■ Provided records:
****

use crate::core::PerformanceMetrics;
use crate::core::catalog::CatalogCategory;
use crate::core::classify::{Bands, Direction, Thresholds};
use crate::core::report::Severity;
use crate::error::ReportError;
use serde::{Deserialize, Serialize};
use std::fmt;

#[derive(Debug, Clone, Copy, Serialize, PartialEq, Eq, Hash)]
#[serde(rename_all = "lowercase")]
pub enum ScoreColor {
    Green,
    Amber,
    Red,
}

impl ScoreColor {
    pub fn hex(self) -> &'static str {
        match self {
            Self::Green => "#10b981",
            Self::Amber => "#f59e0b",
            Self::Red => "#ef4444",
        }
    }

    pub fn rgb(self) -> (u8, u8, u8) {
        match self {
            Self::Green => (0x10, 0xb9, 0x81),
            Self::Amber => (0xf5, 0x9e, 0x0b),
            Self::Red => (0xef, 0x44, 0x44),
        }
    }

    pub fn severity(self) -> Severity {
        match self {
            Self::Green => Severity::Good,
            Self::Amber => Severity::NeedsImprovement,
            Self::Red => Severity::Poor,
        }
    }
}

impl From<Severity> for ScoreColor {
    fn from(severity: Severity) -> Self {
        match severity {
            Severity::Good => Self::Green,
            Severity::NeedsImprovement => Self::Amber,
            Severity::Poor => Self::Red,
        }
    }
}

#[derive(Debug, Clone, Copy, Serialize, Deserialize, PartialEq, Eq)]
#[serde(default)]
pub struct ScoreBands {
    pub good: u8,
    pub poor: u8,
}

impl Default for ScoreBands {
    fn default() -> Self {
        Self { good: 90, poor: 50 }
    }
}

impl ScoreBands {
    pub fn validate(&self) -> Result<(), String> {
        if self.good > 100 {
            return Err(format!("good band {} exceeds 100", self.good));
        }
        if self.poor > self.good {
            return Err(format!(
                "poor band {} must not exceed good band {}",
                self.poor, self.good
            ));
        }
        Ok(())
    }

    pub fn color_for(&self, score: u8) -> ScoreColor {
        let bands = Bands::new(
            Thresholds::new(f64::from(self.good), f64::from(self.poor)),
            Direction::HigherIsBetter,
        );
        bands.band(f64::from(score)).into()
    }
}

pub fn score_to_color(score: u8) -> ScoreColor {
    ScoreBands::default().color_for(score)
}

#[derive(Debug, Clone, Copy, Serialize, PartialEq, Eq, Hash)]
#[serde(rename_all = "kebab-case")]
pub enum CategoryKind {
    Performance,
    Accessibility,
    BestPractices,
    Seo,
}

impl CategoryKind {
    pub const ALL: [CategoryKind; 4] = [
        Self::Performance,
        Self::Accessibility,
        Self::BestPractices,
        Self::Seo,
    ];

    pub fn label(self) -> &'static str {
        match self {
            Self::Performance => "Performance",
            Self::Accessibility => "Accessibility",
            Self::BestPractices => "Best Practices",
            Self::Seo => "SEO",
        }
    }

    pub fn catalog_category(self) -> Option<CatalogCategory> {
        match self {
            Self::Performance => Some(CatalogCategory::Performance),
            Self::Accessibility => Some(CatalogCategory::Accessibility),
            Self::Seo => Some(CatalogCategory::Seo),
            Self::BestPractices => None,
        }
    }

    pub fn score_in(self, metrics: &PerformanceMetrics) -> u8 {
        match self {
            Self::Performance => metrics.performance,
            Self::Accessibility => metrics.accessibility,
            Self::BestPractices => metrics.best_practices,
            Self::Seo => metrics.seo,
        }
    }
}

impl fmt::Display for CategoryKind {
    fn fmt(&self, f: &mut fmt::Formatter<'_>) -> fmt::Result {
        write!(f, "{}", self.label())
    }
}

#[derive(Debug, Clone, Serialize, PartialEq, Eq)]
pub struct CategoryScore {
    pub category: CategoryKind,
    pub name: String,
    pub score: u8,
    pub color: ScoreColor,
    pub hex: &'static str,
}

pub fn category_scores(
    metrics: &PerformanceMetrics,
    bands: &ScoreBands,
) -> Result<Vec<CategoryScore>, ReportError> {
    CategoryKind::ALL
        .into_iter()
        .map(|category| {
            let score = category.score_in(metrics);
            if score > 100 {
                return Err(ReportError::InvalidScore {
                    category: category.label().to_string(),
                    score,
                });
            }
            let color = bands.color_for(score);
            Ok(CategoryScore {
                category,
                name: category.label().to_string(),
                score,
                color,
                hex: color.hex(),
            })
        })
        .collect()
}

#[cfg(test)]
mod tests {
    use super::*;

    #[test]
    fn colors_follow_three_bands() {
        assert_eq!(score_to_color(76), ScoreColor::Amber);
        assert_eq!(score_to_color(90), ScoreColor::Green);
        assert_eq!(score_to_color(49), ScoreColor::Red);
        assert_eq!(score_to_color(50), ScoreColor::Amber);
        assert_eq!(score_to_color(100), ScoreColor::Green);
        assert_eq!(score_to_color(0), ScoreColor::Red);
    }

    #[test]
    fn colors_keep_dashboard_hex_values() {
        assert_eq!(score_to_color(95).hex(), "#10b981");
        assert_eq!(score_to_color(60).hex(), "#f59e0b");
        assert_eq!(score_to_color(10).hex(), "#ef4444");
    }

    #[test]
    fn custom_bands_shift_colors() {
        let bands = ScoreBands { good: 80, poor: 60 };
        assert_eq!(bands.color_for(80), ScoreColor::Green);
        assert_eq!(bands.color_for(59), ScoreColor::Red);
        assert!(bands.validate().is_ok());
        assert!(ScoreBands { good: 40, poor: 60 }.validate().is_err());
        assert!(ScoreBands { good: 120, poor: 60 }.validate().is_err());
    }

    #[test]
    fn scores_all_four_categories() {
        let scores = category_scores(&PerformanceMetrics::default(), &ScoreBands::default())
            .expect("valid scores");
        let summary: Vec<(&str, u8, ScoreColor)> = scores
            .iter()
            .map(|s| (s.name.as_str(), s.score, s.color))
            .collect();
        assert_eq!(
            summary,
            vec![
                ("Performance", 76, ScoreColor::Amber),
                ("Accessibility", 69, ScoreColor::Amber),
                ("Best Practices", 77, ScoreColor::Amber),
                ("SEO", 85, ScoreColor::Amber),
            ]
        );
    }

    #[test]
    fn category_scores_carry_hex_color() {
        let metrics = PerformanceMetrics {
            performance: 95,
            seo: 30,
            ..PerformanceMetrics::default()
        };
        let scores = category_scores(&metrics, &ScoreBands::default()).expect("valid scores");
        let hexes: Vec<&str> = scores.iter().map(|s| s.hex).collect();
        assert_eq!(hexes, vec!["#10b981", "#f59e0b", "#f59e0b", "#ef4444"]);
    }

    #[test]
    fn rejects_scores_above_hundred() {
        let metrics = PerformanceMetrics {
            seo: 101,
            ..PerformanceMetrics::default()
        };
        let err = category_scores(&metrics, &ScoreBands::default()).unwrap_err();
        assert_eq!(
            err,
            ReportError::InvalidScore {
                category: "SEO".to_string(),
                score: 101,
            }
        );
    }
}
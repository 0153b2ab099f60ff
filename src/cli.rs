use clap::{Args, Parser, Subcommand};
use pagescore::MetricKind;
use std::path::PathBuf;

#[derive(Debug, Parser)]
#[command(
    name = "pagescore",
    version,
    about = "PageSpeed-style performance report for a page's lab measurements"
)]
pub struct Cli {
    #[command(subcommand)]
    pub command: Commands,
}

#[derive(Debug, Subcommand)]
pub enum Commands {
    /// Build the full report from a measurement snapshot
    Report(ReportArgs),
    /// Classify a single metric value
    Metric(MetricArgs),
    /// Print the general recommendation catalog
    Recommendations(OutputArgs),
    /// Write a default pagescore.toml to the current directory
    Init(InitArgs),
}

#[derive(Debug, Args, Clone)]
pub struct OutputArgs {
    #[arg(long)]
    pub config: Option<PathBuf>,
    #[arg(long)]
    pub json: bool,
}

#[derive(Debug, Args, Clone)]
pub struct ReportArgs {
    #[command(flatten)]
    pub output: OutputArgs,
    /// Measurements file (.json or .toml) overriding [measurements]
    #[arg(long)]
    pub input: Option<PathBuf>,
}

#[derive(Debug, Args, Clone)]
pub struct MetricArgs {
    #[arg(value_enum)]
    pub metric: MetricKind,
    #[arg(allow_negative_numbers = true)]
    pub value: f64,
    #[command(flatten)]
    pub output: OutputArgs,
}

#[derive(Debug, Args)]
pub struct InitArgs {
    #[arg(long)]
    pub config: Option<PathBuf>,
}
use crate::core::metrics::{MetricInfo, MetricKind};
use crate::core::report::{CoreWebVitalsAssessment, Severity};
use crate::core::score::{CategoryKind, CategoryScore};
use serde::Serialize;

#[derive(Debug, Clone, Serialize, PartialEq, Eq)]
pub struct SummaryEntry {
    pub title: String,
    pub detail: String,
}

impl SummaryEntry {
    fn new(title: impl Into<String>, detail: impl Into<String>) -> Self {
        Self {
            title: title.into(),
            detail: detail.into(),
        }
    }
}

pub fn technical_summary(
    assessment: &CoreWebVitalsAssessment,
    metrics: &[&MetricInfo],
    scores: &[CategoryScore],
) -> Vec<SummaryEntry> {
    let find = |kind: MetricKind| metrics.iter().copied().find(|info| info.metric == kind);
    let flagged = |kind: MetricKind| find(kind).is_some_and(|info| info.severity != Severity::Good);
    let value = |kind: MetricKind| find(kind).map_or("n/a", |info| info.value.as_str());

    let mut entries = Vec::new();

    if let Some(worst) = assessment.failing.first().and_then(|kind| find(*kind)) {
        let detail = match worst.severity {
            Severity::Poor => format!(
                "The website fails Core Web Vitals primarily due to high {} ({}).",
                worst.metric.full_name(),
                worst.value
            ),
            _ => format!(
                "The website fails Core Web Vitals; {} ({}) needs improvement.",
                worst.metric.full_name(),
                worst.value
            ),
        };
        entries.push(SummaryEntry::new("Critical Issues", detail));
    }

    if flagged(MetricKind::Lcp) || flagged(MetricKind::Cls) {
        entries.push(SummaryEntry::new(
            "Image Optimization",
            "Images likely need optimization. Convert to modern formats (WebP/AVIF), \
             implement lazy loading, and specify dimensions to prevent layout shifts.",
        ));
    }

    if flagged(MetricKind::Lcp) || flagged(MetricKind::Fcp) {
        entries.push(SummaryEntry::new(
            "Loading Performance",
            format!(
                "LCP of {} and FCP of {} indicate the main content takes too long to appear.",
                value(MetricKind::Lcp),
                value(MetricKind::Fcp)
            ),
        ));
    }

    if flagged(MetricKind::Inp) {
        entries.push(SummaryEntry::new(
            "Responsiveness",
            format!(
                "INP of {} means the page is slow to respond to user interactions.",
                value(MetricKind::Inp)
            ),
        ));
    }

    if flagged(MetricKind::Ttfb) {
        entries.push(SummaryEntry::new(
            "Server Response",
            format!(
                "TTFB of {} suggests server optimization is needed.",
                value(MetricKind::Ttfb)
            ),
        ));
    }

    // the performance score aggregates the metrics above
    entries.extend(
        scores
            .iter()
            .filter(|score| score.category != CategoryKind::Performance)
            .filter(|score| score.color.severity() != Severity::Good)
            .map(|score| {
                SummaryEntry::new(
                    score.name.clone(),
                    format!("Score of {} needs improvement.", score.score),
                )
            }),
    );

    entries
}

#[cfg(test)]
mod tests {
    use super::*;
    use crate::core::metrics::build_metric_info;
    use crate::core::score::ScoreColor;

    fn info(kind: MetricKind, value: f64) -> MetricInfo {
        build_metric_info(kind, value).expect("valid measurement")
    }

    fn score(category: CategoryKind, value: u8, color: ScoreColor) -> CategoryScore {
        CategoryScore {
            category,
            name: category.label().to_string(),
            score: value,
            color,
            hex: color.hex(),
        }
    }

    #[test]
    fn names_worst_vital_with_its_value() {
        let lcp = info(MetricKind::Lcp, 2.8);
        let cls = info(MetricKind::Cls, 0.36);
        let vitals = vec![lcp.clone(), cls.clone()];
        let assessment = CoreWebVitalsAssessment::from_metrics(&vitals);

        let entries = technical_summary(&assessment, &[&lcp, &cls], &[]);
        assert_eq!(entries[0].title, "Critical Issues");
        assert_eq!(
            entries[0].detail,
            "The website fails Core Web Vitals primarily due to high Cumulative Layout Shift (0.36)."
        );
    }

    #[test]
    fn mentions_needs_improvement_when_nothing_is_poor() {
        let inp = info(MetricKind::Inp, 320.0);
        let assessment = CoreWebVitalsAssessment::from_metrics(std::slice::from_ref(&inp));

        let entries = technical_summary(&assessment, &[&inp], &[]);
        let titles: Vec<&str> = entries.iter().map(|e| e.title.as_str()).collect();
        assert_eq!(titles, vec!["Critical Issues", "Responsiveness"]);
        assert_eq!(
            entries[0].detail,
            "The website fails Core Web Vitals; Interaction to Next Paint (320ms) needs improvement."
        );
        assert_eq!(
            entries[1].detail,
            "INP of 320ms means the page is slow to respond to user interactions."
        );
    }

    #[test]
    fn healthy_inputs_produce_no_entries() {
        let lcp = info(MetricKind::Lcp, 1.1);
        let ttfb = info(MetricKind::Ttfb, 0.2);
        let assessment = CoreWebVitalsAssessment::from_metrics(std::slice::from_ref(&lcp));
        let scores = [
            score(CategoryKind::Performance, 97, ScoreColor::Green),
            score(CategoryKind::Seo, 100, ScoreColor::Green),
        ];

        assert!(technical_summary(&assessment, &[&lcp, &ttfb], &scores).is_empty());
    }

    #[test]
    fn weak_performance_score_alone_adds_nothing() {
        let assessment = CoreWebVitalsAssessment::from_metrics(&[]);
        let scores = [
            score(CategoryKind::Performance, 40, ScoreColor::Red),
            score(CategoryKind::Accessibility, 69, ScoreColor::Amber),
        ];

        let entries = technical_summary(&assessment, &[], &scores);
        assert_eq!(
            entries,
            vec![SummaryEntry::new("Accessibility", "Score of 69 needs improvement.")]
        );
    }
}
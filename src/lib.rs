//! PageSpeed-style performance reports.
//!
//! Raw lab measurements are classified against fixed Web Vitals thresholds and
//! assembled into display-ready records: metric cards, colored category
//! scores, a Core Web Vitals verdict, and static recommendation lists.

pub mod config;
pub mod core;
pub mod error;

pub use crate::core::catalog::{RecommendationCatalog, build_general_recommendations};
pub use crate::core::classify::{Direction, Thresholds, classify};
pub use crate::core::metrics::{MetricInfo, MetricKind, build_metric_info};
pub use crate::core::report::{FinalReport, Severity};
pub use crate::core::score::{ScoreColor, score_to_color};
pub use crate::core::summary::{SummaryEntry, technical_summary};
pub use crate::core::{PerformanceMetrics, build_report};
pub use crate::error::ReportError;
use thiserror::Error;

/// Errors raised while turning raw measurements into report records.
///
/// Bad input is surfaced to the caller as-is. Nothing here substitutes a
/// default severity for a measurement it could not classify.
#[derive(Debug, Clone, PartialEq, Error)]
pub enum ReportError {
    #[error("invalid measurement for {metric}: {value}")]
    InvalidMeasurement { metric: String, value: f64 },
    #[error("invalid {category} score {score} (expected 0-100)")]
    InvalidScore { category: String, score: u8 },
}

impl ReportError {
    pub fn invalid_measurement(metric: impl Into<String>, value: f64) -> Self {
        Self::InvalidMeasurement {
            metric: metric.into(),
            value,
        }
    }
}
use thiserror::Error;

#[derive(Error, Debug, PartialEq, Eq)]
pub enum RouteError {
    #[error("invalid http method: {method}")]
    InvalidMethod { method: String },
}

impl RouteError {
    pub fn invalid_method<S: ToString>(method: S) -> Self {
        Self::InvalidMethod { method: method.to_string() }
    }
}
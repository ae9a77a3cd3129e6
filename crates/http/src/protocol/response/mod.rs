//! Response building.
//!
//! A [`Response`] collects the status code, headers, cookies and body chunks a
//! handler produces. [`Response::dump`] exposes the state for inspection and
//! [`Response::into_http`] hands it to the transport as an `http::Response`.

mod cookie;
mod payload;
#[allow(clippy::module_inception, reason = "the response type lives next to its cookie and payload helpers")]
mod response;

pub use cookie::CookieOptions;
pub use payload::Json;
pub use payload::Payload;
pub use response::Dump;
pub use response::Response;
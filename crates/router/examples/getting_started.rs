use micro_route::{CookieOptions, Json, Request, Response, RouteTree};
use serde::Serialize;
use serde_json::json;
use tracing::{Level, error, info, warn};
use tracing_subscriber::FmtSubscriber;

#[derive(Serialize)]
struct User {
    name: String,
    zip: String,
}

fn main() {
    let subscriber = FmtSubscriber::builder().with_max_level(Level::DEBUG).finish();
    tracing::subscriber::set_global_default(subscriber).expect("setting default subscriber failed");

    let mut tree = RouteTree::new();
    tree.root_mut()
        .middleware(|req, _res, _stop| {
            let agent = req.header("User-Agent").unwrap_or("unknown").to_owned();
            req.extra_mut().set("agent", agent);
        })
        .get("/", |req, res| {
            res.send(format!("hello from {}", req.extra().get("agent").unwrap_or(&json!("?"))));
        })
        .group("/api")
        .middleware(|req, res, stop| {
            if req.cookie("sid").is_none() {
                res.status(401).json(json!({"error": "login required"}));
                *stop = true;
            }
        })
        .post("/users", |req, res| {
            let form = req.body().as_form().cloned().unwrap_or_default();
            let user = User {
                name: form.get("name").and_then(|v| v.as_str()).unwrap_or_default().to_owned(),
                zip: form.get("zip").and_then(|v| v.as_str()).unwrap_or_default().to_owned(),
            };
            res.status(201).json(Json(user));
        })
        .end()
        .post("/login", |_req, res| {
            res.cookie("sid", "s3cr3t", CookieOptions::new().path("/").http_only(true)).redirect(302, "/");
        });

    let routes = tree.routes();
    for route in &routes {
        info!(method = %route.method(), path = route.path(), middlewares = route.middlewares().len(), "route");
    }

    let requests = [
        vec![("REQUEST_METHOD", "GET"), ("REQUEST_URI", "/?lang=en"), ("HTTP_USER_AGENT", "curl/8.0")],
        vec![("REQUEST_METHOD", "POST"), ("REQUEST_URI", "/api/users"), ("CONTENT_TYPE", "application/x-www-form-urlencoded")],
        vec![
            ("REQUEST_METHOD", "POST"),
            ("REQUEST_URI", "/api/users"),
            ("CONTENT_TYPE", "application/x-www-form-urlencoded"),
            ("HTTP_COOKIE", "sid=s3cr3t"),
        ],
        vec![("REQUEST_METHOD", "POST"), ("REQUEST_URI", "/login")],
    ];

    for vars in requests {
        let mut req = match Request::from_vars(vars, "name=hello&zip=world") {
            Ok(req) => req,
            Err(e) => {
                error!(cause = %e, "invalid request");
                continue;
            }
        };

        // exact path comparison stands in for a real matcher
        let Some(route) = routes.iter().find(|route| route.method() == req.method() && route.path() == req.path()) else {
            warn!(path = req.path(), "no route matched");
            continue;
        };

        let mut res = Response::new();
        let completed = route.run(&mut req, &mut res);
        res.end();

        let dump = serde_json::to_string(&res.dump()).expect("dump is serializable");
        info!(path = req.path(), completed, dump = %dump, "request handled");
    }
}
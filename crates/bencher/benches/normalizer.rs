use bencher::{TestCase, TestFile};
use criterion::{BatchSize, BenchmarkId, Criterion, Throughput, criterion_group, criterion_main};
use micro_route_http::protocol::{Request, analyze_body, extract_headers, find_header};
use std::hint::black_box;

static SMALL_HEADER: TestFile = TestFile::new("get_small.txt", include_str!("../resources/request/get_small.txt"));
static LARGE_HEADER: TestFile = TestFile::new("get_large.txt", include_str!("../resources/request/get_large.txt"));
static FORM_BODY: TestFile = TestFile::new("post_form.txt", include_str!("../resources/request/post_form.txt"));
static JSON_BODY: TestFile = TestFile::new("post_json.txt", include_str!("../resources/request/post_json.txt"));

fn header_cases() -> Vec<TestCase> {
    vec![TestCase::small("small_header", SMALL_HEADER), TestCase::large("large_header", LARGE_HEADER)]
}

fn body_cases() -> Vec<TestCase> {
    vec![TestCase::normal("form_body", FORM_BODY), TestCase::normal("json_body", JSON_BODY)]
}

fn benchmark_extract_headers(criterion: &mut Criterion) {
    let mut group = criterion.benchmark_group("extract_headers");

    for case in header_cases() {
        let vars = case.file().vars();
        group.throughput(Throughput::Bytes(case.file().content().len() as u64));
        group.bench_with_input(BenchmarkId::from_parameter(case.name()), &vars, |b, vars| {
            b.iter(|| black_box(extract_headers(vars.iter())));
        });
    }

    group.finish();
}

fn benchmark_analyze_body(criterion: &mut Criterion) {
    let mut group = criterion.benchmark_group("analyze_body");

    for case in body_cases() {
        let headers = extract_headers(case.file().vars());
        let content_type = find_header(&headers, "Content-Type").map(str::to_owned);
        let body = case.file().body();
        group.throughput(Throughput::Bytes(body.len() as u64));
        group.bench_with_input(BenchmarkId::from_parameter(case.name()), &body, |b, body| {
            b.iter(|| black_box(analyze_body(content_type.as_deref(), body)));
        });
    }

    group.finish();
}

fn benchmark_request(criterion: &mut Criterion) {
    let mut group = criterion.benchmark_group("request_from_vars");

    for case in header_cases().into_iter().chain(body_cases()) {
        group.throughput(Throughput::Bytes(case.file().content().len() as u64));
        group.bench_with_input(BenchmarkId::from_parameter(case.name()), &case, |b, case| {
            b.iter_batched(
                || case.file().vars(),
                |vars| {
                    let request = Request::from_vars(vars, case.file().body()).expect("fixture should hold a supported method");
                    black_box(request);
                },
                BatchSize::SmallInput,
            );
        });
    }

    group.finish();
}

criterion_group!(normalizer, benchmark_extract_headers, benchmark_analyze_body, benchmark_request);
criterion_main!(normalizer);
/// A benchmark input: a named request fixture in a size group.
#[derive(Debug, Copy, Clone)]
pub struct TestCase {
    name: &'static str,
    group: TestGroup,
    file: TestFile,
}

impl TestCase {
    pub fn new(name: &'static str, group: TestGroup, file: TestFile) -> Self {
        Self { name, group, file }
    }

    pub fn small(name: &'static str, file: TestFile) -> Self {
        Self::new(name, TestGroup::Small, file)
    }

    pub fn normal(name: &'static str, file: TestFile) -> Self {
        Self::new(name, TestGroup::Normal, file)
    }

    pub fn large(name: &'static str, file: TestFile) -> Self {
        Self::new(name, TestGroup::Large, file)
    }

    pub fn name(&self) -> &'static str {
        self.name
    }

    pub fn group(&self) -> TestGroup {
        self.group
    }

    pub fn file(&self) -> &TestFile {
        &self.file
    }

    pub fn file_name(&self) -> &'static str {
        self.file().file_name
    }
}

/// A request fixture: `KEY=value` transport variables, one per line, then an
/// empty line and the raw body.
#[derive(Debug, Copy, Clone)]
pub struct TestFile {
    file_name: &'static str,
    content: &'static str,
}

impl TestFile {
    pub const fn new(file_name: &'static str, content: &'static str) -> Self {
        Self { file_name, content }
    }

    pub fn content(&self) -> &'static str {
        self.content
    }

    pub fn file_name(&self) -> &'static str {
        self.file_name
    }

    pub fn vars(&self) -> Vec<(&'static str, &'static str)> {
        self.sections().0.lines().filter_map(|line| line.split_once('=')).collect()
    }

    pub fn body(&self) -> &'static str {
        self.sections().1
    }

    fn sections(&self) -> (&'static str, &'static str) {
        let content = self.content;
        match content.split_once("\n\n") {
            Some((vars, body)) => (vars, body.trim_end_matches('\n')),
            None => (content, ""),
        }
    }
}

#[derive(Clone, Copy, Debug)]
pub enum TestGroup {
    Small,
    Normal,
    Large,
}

****

■ Work request: Looking at the data above, count the lines that contain the string "protocol" and give only the count.

■ Solution for this exercise: 2